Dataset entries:

Segment Open

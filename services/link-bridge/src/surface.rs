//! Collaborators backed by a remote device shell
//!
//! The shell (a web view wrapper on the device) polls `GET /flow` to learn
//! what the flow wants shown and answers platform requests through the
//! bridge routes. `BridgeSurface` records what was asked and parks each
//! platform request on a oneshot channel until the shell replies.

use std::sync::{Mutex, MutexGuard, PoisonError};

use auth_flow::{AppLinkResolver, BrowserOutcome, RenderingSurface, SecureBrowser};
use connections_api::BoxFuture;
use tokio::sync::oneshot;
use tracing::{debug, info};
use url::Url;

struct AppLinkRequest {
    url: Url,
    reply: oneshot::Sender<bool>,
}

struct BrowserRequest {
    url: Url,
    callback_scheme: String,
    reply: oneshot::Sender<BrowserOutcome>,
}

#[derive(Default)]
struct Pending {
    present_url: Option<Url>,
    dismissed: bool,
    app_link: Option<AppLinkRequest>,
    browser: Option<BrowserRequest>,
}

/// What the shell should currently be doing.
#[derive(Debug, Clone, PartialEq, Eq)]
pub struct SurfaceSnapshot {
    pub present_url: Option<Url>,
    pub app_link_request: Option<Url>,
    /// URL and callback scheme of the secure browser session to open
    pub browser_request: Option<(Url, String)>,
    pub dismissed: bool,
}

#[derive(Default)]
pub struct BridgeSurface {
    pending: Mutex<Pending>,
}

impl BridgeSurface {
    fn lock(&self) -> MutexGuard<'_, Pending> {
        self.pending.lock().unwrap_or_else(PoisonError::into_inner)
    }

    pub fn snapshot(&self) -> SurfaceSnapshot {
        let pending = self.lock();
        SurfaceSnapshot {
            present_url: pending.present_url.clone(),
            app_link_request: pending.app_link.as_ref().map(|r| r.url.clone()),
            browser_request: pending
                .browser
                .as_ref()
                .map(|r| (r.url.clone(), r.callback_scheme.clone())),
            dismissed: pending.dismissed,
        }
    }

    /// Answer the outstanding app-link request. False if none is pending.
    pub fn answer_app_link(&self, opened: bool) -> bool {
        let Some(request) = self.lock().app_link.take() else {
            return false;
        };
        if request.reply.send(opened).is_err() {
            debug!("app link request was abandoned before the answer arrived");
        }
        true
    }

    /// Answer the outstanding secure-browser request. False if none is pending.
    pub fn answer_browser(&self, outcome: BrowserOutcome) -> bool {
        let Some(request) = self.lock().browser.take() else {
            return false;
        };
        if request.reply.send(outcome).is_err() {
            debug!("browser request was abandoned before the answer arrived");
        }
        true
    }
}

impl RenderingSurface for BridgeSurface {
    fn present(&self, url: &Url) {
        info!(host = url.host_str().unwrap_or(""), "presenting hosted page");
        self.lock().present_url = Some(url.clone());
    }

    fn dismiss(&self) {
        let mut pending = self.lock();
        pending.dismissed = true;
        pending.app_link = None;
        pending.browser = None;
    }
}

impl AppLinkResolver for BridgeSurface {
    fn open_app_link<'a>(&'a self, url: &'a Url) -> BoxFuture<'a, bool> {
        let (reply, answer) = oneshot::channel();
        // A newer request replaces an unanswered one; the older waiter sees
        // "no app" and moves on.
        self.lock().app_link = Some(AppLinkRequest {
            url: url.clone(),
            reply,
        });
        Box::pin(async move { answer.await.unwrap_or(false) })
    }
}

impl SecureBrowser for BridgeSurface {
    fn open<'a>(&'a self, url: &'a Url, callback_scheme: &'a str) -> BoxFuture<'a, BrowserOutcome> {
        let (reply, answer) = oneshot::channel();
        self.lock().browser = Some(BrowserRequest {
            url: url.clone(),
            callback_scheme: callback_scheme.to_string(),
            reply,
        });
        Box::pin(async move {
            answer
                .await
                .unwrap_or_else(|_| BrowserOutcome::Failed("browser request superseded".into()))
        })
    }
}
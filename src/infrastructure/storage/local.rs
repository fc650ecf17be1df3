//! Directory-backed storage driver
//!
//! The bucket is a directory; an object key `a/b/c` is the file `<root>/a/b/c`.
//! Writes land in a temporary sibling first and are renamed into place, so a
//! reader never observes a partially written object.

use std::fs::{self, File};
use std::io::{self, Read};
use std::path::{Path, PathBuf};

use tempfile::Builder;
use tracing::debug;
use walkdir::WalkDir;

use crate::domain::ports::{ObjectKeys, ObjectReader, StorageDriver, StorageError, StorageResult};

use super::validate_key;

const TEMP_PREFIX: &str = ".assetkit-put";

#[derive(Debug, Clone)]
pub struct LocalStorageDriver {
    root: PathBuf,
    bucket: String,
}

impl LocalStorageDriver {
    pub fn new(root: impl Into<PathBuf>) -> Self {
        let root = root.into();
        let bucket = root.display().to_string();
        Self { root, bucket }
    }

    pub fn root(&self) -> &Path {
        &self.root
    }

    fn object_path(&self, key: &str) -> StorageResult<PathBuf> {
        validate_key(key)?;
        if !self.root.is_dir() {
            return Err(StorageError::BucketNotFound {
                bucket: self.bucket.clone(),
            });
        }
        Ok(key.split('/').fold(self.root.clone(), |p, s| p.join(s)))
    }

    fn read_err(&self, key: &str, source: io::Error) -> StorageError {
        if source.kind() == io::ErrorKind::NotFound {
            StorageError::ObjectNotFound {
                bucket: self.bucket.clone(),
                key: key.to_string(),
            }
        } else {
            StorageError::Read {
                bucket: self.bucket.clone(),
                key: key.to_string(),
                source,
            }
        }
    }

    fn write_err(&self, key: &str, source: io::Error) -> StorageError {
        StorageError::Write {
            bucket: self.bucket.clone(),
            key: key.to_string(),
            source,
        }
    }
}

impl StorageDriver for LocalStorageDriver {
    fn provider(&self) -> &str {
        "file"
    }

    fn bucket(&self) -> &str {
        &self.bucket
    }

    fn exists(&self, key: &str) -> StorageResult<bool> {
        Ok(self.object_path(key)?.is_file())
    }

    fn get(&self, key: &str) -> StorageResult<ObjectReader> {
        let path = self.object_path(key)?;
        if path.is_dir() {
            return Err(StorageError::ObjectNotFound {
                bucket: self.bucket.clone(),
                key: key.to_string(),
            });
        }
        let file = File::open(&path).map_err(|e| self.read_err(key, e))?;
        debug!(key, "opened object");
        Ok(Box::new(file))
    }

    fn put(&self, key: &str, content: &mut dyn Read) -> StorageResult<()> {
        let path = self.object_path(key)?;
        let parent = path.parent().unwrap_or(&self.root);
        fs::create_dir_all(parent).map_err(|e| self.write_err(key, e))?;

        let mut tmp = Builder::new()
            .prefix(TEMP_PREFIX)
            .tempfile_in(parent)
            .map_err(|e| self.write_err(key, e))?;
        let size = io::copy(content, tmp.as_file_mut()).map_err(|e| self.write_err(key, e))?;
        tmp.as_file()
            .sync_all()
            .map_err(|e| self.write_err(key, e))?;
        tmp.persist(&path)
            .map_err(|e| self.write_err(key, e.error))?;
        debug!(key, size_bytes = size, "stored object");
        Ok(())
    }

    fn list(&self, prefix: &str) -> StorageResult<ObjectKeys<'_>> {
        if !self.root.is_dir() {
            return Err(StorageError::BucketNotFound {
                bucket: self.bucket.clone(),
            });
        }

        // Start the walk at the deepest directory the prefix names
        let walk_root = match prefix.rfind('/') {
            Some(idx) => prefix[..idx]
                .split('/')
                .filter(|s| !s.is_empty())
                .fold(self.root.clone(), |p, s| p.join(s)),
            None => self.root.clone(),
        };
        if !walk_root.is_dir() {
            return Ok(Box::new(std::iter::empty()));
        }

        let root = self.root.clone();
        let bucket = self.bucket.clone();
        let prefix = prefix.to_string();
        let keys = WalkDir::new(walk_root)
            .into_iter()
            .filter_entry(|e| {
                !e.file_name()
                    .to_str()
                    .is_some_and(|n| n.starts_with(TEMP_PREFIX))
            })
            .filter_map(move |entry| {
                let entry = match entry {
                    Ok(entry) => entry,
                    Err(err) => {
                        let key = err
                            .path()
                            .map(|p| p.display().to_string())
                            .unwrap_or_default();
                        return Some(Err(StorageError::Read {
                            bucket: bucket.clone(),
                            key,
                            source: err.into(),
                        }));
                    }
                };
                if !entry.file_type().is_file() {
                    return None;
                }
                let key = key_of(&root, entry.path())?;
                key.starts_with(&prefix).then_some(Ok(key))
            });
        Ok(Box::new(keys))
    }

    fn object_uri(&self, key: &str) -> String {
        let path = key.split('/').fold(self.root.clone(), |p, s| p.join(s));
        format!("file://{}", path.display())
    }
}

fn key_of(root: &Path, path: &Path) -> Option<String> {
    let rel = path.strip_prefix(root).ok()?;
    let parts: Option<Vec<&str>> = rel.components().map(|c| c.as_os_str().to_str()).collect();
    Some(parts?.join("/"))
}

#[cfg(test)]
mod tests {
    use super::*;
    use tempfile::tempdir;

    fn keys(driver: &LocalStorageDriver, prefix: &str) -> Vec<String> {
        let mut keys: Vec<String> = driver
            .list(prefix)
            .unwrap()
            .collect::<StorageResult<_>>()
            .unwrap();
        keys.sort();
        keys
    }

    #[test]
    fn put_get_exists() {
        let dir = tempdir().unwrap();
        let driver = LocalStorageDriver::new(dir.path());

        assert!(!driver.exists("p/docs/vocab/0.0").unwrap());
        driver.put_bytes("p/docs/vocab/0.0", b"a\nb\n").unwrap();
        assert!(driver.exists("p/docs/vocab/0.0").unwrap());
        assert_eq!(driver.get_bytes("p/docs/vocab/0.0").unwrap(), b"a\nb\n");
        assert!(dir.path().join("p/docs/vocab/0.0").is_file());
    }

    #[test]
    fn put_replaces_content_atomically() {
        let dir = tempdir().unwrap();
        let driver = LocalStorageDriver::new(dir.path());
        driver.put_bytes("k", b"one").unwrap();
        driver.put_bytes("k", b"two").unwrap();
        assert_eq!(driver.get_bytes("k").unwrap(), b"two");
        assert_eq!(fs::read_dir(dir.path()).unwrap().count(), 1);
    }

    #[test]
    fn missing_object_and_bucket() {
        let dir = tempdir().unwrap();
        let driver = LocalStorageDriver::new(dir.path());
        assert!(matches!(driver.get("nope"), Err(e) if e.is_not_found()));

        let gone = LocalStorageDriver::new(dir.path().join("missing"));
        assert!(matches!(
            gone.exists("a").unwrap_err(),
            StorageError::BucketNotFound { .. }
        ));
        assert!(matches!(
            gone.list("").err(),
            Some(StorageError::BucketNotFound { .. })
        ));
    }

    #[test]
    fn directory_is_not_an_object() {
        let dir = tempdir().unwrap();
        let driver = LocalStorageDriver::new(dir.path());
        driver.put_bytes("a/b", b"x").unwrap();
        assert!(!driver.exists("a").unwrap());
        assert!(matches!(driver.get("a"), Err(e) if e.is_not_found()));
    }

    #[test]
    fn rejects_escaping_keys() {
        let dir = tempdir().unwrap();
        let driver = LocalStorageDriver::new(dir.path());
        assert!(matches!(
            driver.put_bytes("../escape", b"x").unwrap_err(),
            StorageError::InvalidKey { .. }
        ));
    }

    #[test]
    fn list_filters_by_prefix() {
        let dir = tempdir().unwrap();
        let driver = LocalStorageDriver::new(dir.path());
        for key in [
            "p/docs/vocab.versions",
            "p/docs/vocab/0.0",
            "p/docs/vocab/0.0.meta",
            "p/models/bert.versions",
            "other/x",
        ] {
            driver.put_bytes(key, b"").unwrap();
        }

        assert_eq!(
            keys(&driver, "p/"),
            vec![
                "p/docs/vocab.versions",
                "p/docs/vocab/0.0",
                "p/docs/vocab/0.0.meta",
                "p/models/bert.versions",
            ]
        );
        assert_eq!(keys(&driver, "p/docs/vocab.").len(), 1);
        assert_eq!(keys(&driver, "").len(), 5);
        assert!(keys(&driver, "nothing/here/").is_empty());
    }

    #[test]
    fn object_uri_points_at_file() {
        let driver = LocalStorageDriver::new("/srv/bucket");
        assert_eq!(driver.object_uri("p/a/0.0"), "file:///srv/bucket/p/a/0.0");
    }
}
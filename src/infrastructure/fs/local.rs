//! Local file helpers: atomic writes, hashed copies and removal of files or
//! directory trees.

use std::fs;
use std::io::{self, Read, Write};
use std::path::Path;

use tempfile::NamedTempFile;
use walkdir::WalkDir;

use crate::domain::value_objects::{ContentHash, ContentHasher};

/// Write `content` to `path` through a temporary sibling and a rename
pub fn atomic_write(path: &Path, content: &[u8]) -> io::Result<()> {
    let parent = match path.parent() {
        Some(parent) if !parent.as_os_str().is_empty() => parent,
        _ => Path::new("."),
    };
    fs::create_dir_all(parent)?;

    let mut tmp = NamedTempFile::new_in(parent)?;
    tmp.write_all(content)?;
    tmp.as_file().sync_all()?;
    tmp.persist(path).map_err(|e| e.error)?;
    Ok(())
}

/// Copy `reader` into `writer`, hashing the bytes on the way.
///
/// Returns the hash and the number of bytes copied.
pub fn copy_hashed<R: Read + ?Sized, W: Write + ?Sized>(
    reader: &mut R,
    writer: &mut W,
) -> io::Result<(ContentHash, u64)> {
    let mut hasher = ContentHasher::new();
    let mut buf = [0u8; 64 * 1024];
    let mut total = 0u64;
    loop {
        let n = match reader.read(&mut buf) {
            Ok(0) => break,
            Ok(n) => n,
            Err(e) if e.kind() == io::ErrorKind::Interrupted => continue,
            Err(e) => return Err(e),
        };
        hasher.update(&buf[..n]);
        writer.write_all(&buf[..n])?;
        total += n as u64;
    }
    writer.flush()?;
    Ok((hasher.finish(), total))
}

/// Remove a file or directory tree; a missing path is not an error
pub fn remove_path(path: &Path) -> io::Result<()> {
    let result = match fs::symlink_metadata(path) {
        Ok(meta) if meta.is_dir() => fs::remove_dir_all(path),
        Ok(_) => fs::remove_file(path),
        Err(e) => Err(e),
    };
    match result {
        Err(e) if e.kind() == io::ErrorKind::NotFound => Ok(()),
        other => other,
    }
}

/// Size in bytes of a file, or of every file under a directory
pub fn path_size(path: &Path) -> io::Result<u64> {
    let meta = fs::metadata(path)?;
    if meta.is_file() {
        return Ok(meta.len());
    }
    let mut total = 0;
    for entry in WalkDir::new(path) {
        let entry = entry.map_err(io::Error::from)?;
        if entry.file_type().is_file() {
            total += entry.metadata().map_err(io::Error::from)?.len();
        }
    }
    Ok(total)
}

Segment Closed

**Assignment**
Only lines holding the string "crate" are wanted; gather each one from the entries above.

**Response to this exercise**
use crate::domain::ports::{ObjectKeys, ObjectReader, StorageDriver, StorageError, StorageResult};
use crate::domain::value_objects::{ContentHash, ContentHasher};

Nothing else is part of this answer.